(Exercise aim):
Only certain lines below are wanted: those starting at the line containing "#[derive(Default)]" and ending at the line containing "pub fn grounded_err(self, err: LlmError)", both included, each retyped exactly.

(Supplied records):
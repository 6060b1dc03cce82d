//! Shared fakes for the integration tests: a scripted generative model and a
//! scripted live-session connector.

use std::collections::VecDeque;
use std::sync::atomic::{AtomicUsize, Ordering};
use std::sync::{Arc, Mutex};
use std::time::Duration;

use async_trait::async_trait;
use tokio::sync::{mpsc, Notify};
use tokio_util::sync::CancellationToken;

use aegis_command::{AppConfig, AppState};
use aegis_command_llm::{
    AudioFrame, ContentPart, GenerativeModel, GroundedResponse, LiveConnection, LiveConnector,
    LiveEvent, LiveSetup, LlmError, LlmResult, RetryPolicy, StructuredRequest,
    BRIEFING_SAMPLE_RATE,
};

pub const INCIDENT_TEXT: &str = "Type: Wildfire, Location: Ventura County. Severity: critical. \
     Summary: Fire front advancing on the eastern perimeter. Coords: Lat: 34.27 Lng: -119.23";

pub const SOCIAL_JSON: &str = r#"[
    {"username": "@coastwatch", "text": "Smoke visible from the harbor"},
    {"username": "@vc_resident", "text": "Evacuation sirens on Main St"}
]"#;

pub const PREDICTIONS_JSON: &str = r#"[
    {"type": "Flood", "location": "Rhine Delta", "severity": "High", "lat": 51.9, "lng": 4.5},
    {"type": "Hurricane", "location": "Gulf Coast", "severity": "Medium", "lat": 29.0, "lng": -90.0}
]"#;

pub fn rate_limited() -> LlmError {
    LlmError::RateLimited {
        message: "429 RESOURCE_EXHAUSTED".to_string(),
        retry_after: None,
    }
}

/// Model fake with separate reply queues for grounded and structured calls.
#[derive(Default)]
pub struct ScriptedModel {
    grounded: Mutex<VecDeque<LlmResult<GroundedResponse>>>,
    structured: Mutex<VecDeque<LlmResult<String>>>,
    prompts: Mutex<Vec<String>>,
    calls: AtomicUsize,
    /// When set, grounded calls wait for a notification before replying.
    gate: Option<Arc<Notify>>,
}

impl ScriptedModel {
    pub fn new() -> Self {
        Self::default()
    }

    pub fn grounded(self, text: &str) -> Self {
        self.grounded.lock().unwrap().push_back(Ok(GroundedResponse {
            text: text.to_string(),
            citations: Vec::new(),
        }));
        self
    }

    pub fn grounded_err(self, err: LlmError) -> Self {
        self.grounded.lock().unwrap().push_back(Err(err));
        self
    }

    pub fn structured(self, raw: &str) -> Self {
        self.structured.lock().unwrap().push_back(Ok(raw.to_string()));
        self
    }

    pub fn structured_err(self, err: LlmError) -> Self {
        self.structured.lock().unwrap().push_back(Err(err));
        self
    }

    pub fn gated(mut self, gate: Arc<Notify>) -> Self {
        self.gate = Some(gate);
        self
    }

    /// Script one full sync: incident, chatter, predictions.
    pub fn sync_round(self, predictions: &str) -> Self {
        self.grounded(INCIDENT_TEXT)
            .structured(SOCIAL_JSON)
            .structured(predictions)
    }

    pub fn calls(&self) -> usize {
        self.calls.load(Ordering::SeqCst)
    }

    pub fn prompts(&self) -> Vec<String> {
        self.prompts.lock().unwrap().clone()
    }
}

fn exhausted() -> LlmError {
    LlmError::Other {
        message: "no scripted reply".to_string(),
    }
}

#[async_trait]
impl GenerativeModel for ScriptedModel {
    fn name(&self) -> &'static str {
        "scripted"
    }

    fn model(&self) -> &str {
        "scripted-1"
    }

    async fn generate_structured(&self, request: StructuredRequest) -> LlmResult<String> {
        self.calls.fetch_add(1, Ordering::SeqCst);
        for part in &request.parts {
            match part {
                ContentPart::Text { text } => self.prompts.lock().unwrap().push(text.clone()),
                ContentPart::InlineData { mime_type, .. } => {
                    self.prompts.lock().unwrap().push(format!("<{}>", mime_type))
                }
            }
        }
        self.structured
            .lock()
            .unwrap()
            .pop_front()
            .unwrap_or_else(|| Err(exhausted()))
    }

    async fn generate_grounded(&self, prompt: String) -> LlmResult<GroundedResponse> {
        self.calls.fetch_add(1, Ordering::SeqCst);
        self.prompts.lock().unwrap().push(prompt);
        if let Some(gate) = &self.gate {
            gate.notified().await;
        }
        self.grounded
            .lock()
            .unwrap()
            .pop_front()
            .unwrap_or_else(|| Err(exhausted()))
    }
}

/// Connector fake: replays `events`, then either closes at once or stays
/// open until the session is cancelled.
pub struct ScriptedConnector {
    events: Vec<LiveEvent>,
    hold_open: bool,
    setups: Mutex<Vec<LiveSetup>>,
    fail_with: Option<LlmError>,
}

impl ScriptedConnector {
    pub fn new(events: Vec<LiveEvent>, hold_open: bool) -> Self {
        Self {
            events,
            hold_open,
            setups: Mutex::new(Vec::new()),
            fail_with: None,
        }
    }

    pub fn idle() -> Self {
        Self::new(Vec::new(), false)
    }

    pub fn failing(err: LlmError) -> Self {
        Self {
            fail_with: Some(err),
            ..Self::idle()
        }
    }

    pub fn setups(&self) -> Vec<LiveSetup> {
        self.setups.lock().unwrap().clone()
    }
}

#[async_trait]
impl LiveConnector for ScriptedConnector {
    async fn connect(&self, setup: LiveSetup) -> LlmResult<LiveConnection> {
        self.setups.lock().unwrap().push(setup);
        if let Some(err) = &self.fail_with {
            return Err(err.clone());
        }

        let (tx, rx) = mpsc::channel(16);
        let cancel = CancellationToken::new();
        let token = cancel.clone();
        let events = self.events.clone();
        let hold_open = self.hold_open;
        tokio::spawn(async move {
            for event in events {
                if tx.send(event).await.is_err() {
                    return;
                }
            }
            let reason = if hold_open {
                token.cancelled().await;
                "closed by client"
            } else {
                "server done"
            };
            let _ = tx
                .send(LiveEvent::Closed {
                    reason: Some(reason.to_string()),
                })
                .await;
        });
        Ok(LiveConnection::new(rx, cancel))
    }
}

/// Half a second of audio at the briefing rate.
pub fn half_second_frame() -> AudioFrame {
    AudioFrame {
        sample_rate: BRIEFING_SAMPLE_RATE,
        samples: vec![0.25; (BRIEFING_SAMPLE_RATE / 2) as usize],
    }
}

pub fn test_config() -> AppConfig {
    AppConfig {
        retry: RetryPolicy::new(2, Duration::from_millis(10)),
        ..AppConfig::default()
    }
}

pub fn state_with(
    config: AppConfig,
    model: Arc<ScriptedModel>,
    connector: Arc<ScriptedConnector>,
) -> AppState {
    AppState::new(config, model, connector)
}

pub fn test_state(model: Arc<ScriptedModel>) -> AppState {
    state_with(test_config(), model, Arc::new(ScriptedConnector::idle()))
}
//! Settings Models
//!
//! Application configuration and settings data structures.

use serde::{Deserialize, Serialize};

use aegis_command_core::{Coordinates, ProxyConfig};
use aegis_command_llm::{RetryPolicy, DEFAULT_LIVE_MODEL, DEFAULT_MODEL};

/// Default voice for spoken briefings
pub const DEFAULT_VOICE: &str = "Charon";

/// Environment variable the API key is read from by default
pub const DEFAULT_API_KEY_ENV: &str = "GEMINI_API_KEY";

/// Environment variable the proxy password is read from
pub const PROXY_PASSWORD_ENV: &str = "AEGIS_PROXY_PASSWORD";

/// Default cap on the alert working set
pub const DEFAULT_ALERT_CAPACITY: usize = 15;

/// Upper bound on configurable retries
const MAX_CONFIGURABLE_RETRIES: u32 = 10;

/// Application configuration stored in config.json
#[derive(Debug, Clone, PartialEq, Serialize, Deserialize)]
#[serde(default)]
pub struct AppConfig {
    /// Model for structured and search-grounded generation
    pub model: String,
    /// Model for live audio briefings
    pub live_model: String,
    /// Prebuilt voice for briefings
    pub voice: String,
    /// Name of the environment variable holding the API key
    pub api_key_env: String,
    /// REST endpoint override
    #[serde(skip_serializing_if = "Option::is_none")]
    pub base_url: Option<String>,
    /// Rate-limit retry policy applied to every outbound call
    pub retry: RetryPolicy,
    /// Maximum number of alerts kept in the working set
    pub alert_capacity: usize,
    /// Replace predictions with a deduplicated set instead of appending
    pub dedupe_predictions: bool,
    /// Caller coordinate used to bias the live incident search
    #[serde(skip_serializing_if = "Option::is_none")]
    pub default_location: Option<Coordinates>,
    /// Outbound HTTP proxy
    #[serde(skip_serializing_if = "Option::is_none")]
    pub proxy: Option<ProxyConfig>,
}

impl Default for AppConfig {
    fn default() -> Self {
        Self {
            model: DEFAULT_MODEL.to_string(),
            live_model: DEFAULT_LIVE_MODEL.to_string(),
            voice: DEFAULT_VOICE.to_string(),
            api_key_env: DEFAULT_API_KEY_ENV.to_string(),
            base_url: None,
            retry: RetryPolicy::default(),
            alert_capacity: DEFAULT_ALERT_CAPACITY,
            dedupe_predictions: false,
            default_location: None,
            proxy: None,
        }
    }
}

/// Settings update request (partial update)
#[derive(Debug, Clone, Serialize, Deserialize, Default)]
pub struct SettingsUpdate {
    pub model: Option<String>,
    pub live_model: Option<String>,
    pub voice: Option<String>,
    pub api_key_env: Option<String>,
    pub base_url: Option<String>,
    pub retry: Option<RetryPolicy>,
    pub alert_capacity: Option<usize>,
    pub dedupe_predictions: Option<bool>,
    pub default_location: Option<Coordinates>,
    pub proxy: Option<ProxyConfig>,
}

impl AppConfig {
    /// Apply a partial update to the configuration
    pub fn apply_update(&mut self, update: SettingsUpdate) {
        if let Some(model) = update.model {
            self.model = model;
        }
        if let Some(live_model) = update.live_model {
            self.live_model = live_model;
        }
        if let Some(voice) = update.voice {
            self.voice = voice;
        }
        if let Some(env) = update.api_key_env {
            self.api_key_env = env;
        }
        if let Some(base_url) = update.base_url {
            self.base_url = Some(base_url);
        }
        if let Some(retry) = update.retry {
            self.retry = retry;
        }
        if let Some(capacity) = update.alert_capacity {
            self.alert_capacity = capacity;
        }
        if let Some(dedupe) = update.dedupe_predictions {
            self.dedupe_predictions = dedupe;
        }
        if let Some(location) = update.default_location {
            self.default_location = Some(location);
        }
        if let Some(proxy) = update.proxy {
            self.proxy = Some(proxy);
        }
    }

    /// Validate the configuration
    pub fn validate(&self) -> Result<(), String> {
        if self.model.trim().is_empty() {
            return Err("model must not be empty".to_string());
        }

        if self.live_model.trim().is_empty() {
            return Err("live_model must not be empty".to_string());
        }

        if self.alert_capacity == 0 {
            return Err("alert_capacity must be at least 1".to_string());
        }

        if self.retry.max_retries > MAX_CONFIGURABLE_RETRIES {
            return Err(format!(
                "retry.max_retries cannot exceed {}",
                MAX_CONFIGURABLE_RETRIES
            ));
        }

        if let Some(location) = &self.default_location {
            if !location.is_valid() {
                return Err(format!(
                    "Invalid default_location: {}, {}",
                    location.lat, location.lng
                ));
            }
        }

        if let Some(proxy) = &self.proxy {
            proxy.validate().map_err(String::from)?;
        }

        Ok(())
    }

    /// Read the API key from the configured environment variable.
    pub fn resolve_api_key(&self) -> Option<String> {
        std::env::var(&self.api_key_env)
            .ok()
            .map(|key| key.trim().to_string())
            .filter(|key| !key.is_empty())
    }

    /// Proxy settings with the password taken from [`PROXY_PASSWORD_ENV`].
    pub fn resolve_proxy(&self) -> Option<ProxyConfig> {
        self.proxy_with_password(std::env::var(PROXY_PASSWORD_ENV).ok())
    }

    fn proxy_with_password(&self, password: Option<String>) -> Option<ProxyConfig> {
        let mut proxy = self.proxy.clone()?;
        if proxy.password.is_none() && proxy.username.is_some() {
            proxy.password = password.filter(|p| !p.is_empty());
        }
        Some(proxy)
    }
}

(Written reply):
#[derive(Default)]
pub struct ScriptedModel {
    grounded: Mutex<VecDeque<LlmResult<GroundedResponse>>>,
    structured: Mutex<VecDeque<LlmResult<String>>>,
    prompts: Mutex<Vec<String>>,
    calls: AtomicUsize,
    /// When set, grounded calls wait for a notification before replying.
    gate: Option<Arc<Notify>>,
}

impl ScriptedModel {
    pub fn new() -> Self {
        Self::default()
    }

    pub fn grounded(self, text: &str) -> Self {
        self.grounded.lock().unwrap().push_back(Ok(GroundedResponse {
            text: text.to_string(),
            citations: Vec::new(),
        }));
        self
    }

    pub fn grounded_err(self, err: LlmError) -> Self {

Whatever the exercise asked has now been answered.